Exercise instructions:
Without a single alteration, write the listing out again.

== Segment start ==

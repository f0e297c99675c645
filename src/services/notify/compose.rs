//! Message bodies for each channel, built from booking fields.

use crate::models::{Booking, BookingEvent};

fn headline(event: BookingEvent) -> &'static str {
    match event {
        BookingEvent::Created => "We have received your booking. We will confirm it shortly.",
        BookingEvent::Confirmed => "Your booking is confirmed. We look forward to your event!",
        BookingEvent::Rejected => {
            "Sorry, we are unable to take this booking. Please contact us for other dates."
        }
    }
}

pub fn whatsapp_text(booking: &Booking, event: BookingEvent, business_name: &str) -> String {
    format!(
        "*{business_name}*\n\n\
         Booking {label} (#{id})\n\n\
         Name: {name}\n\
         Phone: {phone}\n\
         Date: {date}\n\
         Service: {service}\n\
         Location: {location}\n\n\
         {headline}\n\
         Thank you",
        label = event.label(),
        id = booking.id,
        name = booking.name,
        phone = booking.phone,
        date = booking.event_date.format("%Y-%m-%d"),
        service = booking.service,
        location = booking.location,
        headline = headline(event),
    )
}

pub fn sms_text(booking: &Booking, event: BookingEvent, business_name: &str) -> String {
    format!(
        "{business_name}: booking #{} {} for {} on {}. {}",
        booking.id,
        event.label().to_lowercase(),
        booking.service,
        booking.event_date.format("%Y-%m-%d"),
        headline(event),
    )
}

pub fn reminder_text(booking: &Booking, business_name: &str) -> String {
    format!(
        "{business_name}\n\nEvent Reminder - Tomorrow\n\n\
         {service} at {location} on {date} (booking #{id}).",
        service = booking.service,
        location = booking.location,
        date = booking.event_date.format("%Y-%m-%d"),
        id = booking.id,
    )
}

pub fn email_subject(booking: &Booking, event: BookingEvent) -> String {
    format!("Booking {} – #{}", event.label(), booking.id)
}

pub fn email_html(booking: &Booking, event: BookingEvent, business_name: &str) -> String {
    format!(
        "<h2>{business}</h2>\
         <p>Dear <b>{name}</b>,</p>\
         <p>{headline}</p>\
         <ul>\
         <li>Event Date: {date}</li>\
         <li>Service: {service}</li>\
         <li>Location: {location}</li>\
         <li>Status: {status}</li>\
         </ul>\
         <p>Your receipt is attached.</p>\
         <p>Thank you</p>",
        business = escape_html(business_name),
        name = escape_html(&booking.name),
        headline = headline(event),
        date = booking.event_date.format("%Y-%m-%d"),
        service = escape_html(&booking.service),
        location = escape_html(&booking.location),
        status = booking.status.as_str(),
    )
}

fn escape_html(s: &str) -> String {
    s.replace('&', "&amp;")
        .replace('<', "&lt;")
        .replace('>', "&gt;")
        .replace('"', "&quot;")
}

== Segment end ==

Response:
repository f0e297c99675c645
filename src/services/notify/compose.rs
//! Message bodies for each channel, built from booking fields.

use crate::models::{Booking, BookingEvent};

fn headline(event: BookingEvent) -> &'static str {
    match event {
        BookingEvent::Created => "We have received your booking. We will confirm it shortly.",
        BookingEvent::Confirmed => "Your booking is confirmed. We look forward to your event!",
        BookingEvent::Rejected => {
            "Sorry, we are unable to take this booking. Please contact us for other dates."
        }
    }
}

pub fn whatsapp_text(booking: &Booking, event: BookingEvent, business_name: &str) -> String {
    format!(
        "*{business_name}*\n\n\
         Booking {label} (#{id})\n\n\
         Name: {name}\n\
         Phone: {phone}\n\
         Date: {date}\n\
         Service: {service}\n\
         Location: {location}\n\n\
         {headline}\n\
         Thank you",
        label = event.label(),
        id = booking.id,
        name = booking.name,
        phone = booking.phone,
        date = booking.event_date.format("%Y-%m-%d"),
        service = booking.service,
        location = booking.location,
        headline = headline(event),
    )
}

pub fn sms_text(booking: &Booking, event: BookingEvent, business_name: &str) -> String {
    format!(
        "{business_name}: booking #{} {} for {} on {}. {}",
        booking.id,
        event.label().to_lowercase(),
        booking.service,
        booking.event_date.format("%Y-%m-%d"),
        headline(event),
    )
}

pub fn reminder_text(booking: &Booking, business_name: &str) -> String {
    format!(
        "{business_name}\n\nEvent Reminder - Tomorrow\n\n\
         {service} at {location} on {date} (booking #{id}).",
        service = booking.service,
        location = booking.location,
        date = booking.event_date.format("%Y-%m-%d"),
        id = booking.id,
    )
}

pub fn email_subject(booking: &Booking, event: BookingEvent) -> String {
    format!("Booking {} – #{}", event.label(), booking.id)
}

pub fn email_html(booking: &Booking, event: BookingEvent, business_name: &str) -> String {
    format!(
        "<h2>{business}</h2>\
         <p>Dear <b>{name}</b>,</p>\
         <p>{headline}</p>\
         <ul>\
         <li>Event Date: {date}</li>\
         <li>Service: {service}</li>\
         <li>Location: {location}</li>\
         <li>Status: {status}</li>\
         </ul>\
         <p>Your receipt is attached.</p>\
         <p>Thank you</p>",
        business = escape_html(business_name),
        name = escape_html(&booking.name),
        headline = headline(event),
        date = booking.event_date.format("%Y-%m-%d"),
        service = escape_html(&booking.service),
        location = escape_html(&booking.location),
        status = booking.status.as_str(),
    )
}

fn escape_html(s: &str) -> String {
    s.replace('&', "&amp;")
        .replace('<', "&lt;")
        .replace('>', "&gt;")
        .replace('"', "&quot;")
}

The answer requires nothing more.